Problem to work on:
Reproduce the data below line by line, from its first line to the line with "if request.default_rpm <", both included, and nothing past that point.

Record set:
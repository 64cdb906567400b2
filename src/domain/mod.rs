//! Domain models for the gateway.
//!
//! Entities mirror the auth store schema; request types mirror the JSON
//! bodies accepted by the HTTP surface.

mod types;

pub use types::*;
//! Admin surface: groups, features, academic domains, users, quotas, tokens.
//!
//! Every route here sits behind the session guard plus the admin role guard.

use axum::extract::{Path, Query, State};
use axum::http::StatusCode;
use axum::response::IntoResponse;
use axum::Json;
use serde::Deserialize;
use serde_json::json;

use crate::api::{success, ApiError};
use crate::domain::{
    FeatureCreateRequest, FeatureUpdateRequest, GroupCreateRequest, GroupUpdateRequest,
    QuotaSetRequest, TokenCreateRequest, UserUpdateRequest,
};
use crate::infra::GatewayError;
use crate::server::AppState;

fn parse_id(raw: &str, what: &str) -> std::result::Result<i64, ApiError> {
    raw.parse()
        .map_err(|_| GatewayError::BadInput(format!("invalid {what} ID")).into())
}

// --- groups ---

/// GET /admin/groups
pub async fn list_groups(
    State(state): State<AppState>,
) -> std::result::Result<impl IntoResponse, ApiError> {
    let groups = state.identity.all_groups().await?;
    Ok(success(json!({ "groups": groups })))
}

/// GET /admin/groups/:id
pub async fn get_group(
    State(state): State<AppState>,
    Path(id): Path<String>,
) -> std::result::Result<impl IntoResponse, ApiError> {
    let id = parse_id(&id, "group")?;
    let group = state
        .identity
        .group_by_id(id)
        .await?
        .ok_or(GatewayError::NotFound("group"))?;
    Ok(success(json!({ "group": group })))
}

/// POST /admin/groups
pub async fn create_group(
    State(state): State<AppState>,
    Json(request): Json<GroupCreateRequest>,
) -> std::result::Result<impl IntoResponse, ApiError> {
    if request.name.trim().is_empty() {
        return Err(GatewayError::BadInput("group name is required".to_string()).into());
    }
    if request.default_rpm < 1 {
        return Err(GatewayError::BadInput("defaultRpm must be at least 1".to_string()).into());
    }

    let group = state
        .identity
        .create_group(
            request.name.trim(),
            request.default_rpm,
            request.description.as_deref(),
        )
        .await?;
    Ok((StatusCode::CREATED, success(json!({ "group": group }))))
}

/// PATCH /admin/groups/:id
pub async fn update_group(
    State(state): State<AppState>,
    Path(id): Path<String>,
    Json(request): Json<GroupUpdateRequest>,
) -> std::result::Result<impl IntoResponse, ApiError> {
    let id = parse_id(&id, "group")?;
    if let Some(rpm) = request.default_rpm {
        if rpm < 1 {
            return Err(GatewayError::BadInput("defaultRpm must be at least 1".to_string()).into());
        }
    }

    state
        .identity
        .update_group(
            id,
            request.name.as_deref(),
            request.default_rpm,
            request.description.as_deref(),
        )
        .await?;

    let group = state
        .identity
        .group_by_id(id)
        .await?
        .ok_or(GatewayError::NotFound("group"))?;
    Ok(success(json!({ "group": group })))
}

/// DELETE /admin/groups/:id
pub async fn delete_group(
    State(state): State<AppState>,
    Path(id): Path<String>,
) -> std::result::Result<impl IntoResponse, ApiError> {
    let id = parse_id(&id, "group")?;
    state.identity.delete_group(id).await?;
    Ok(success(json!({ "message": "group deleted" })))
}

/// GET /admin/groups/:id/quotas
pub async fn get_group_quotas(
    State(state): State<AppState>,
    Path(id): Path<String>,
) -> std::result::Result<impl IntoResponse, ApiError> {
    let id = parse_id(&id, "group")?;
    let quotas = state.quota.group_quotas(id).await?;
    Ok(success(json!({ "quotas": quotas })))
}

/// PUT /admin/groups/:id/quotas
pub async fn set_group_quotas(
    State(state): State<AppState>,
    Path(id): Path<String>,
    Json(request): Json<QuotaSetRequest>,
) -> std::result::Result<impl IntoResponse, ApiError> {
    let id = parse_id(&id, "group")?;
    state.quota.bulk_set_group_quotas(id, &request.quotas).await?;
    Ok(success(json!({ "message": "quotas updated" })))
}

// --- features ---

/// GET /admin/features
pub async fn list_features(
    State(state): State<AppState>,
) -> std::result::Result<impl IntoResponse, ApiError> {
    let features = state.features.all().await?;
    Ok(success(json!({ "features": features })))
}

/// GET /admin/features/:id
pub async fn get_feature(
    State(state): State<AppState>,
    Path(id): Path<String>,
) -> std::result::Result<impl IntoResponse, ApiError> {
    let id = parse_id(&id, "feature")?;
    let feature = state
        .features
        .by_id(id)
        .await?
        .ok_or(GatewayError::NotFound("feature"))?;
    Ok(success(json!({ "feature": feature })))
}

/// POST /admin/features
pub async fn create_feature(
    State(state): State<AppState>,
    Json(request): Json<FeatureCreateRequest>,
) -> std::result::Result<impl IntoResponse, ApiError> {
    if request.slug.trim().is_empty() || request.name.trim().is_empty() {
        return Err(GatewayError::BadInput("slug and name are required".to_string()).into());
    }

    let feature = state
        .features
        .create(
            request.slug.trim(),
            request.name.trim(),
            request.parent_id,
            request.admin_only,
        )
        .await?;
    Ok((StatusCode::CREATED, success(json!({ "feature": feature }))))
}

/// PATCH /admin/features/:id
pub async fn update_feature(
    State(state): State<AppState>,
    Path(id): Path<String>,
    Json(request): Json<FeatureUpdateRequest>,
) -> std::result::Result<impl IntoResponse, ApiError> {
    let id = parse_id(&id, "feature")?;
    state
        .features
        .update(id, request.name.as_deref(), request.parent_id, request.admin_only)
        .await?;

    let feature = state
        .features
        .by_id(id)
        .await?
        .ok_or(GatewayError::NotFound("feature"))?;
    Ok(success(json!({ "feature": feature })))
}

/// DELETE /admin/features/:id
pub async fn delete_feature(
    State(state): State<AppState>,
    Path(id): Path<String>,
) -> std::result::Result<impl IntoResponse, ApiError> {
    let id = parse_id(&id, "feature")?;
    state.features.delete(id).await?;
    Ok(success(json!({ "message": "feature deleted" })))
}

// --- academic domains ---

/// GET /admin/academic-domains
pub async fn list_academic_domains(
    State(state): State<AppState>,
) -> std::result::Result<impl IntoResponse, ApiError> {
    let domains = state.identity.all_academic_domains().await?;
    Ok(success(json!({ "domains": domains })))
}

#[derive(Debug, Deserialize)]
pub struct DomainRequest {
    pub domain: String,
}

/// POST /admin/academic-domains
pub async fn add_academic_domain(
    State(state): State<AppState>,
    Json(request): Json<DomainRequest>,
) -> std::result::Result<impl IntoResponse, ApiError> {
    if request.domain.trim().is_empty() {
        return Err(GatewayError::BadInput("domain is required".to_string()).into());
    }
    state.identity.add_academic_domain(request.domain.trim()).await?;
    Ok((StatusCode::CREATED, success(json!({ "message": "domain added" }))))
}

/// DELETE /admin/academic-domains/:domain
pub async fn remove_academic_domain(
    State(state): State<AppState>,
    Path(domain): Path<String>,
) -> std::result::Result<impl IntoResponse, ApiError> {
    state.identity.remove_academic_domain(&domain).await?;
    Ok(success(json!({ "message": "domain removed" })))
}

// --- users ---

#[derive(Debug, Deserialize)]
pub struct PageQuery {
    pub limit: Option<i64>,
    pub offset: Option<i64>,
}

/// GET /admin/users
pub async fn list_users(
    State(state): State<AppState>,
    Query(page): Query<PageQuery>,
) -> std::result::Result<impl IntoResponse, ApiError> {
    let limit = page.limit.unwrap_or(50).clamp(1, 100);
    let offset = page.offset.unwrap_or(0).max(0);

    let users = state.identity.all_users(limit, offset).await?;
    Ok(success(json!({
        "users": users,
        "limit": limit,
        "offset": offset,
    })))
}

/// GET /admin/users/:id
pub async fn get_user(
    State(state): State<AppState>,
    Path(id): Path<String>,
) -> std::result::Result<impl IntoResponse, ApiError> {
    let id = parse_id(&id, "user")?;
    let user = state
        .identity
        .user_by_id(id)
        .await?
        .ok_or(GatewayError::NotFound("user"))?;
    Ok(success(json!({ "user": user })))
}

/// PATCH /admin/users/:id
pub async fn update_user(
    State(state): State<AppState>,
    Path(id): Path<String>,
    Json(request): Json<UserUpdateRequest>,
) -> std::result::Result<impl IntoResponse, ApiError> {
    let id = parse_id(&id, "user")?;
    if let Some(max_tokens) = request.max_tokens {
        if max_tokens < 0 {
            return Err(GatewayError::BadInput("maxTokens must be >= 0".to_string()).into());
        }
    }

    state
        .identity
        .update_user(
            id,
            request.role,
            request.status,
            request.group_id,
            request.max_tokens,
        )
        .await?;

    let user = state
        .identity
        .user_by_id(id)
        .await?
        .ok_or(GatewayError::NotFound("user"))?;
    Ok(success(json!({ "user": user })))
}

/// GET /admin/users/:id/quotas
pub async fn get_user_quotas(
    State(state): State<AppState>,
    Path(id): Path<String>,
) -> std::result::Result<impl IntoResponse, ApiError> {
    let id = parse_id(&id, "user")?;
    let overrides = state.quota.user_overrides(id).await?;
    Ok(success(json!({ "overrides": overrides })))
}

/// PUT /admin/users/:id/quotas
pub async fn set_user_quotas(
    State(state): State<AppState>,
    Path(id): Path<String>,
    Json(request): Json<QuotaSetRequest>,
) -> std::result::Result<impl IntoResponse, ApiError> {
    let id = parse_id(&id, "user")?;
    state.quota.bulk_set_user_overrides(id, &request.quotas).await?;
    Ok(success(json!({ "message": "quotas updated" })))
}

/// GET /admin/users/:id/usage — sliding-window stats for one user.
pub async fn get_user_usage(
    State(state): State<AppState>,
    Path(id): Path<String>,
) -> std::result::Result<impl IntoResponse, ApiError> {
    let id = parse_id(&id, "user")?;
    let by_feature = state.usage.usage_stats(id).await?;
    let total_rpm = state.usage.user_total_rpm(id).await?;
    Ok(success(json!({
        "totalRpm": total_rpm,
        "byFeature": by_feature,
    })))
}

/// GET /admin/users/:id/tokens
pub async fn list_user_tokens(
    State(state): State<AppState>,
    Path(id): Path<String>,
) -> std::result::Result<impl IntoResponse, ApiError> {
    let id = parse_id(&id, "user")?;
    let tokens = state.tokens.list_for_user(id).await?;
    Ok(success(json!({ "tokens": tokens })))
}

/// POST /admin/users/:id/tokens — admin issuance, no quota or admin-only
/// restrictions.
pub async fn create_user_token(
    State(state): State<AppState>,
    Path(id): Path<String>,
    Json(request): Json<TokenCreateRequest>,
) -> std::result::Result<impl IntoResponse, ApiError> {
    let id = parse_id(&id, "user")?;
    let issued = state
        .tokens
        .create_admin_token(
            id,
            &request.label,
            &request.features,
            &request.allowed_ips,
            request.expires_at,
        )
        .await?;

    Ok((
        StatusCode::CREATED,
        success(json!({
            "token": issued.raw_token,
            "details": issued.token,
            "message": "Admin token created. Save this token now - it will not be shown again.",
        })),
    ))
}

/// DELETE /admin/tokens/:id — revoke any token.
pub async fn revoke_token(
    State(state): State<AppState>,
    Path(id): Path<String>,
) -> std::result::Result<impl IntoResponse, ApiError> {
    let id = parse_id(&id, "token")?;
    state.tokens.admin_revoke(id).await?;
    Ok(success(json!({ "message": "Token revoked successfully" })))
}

Reply to the exercise:
repository 64cdb906567400b2
filename src/domain/mod.rs
//! Domain models for the gateway.
//!
//! Entities mirror the auth store schema; request types mirror the JSON
//! bodies accepted by the HTTP surface.

mod types;

pub use types::*;
//! Admin surface: groups, features, academic domains, users, quotas, tokens.
//!
//! Every route here sits behind the session guard plus the admin role guard.

use axum::extract::{Path, Query, State};
use axum::http::StatusCode;
use axum::response::IntoResponse;
use axum::Json;
use serde::Deserialize;
use serde_json::json;

use crate::api::{success, ApiError};
use crate::domain::{
    FeatureCreateRequest, FeatureUpdateRequest, GroupCreateRequest, GroupUpdateRequest,
    QuotaSetRequest, TokenCreateRequest, UserUpdateRequest,
};
use crate::infra::GatewayError;
use crate::server::AppState;

fn parse_id(raw: &str, what: &str) -> std::result::Result<i64, ApiError> {
    raw.parse()
        .map_err(|_| GatewayError::BadInput(format!("invalid {what} ID")).into())
}

// --- groups ---

/// GET /admin/groups
pub async fn list_groups(
    State(state): State<AppState>,
) -> std::result::Result<impl IntoResponse, ApiError> {
    let groups = state.identity.all_groups().await?;
    Ok(success(json!({ "groups": groups })))
}

/// GET /admin/groups/:id
pub async fn get_group(
    State(state): State<AppState>,
    Path(id): Path<String>,
) -> std::result::Result<impl IntoResponse, ApiError> {
    let id = parse_id(&id, "group")?;
    let group = state
        .identity
        .group_by_id(id)
        .await?
        .ok_or(GatewayError::NotFound("group"))?;
    Ok(success(json!({ "group": group })))
}

/// POST /admin/groups
pub async fn create_group(
    State(state): State<AppState>,
    Json(request): Json<GroupCreateRequest>,
) -> std::result::Result<impl IntoResponse, ApiError> {
    if request.name.trim().is_empty() {
        return Err(GatewayError::BadInput("group name is required".to_string()).into());
    }
    if request.default_rpm < 1 {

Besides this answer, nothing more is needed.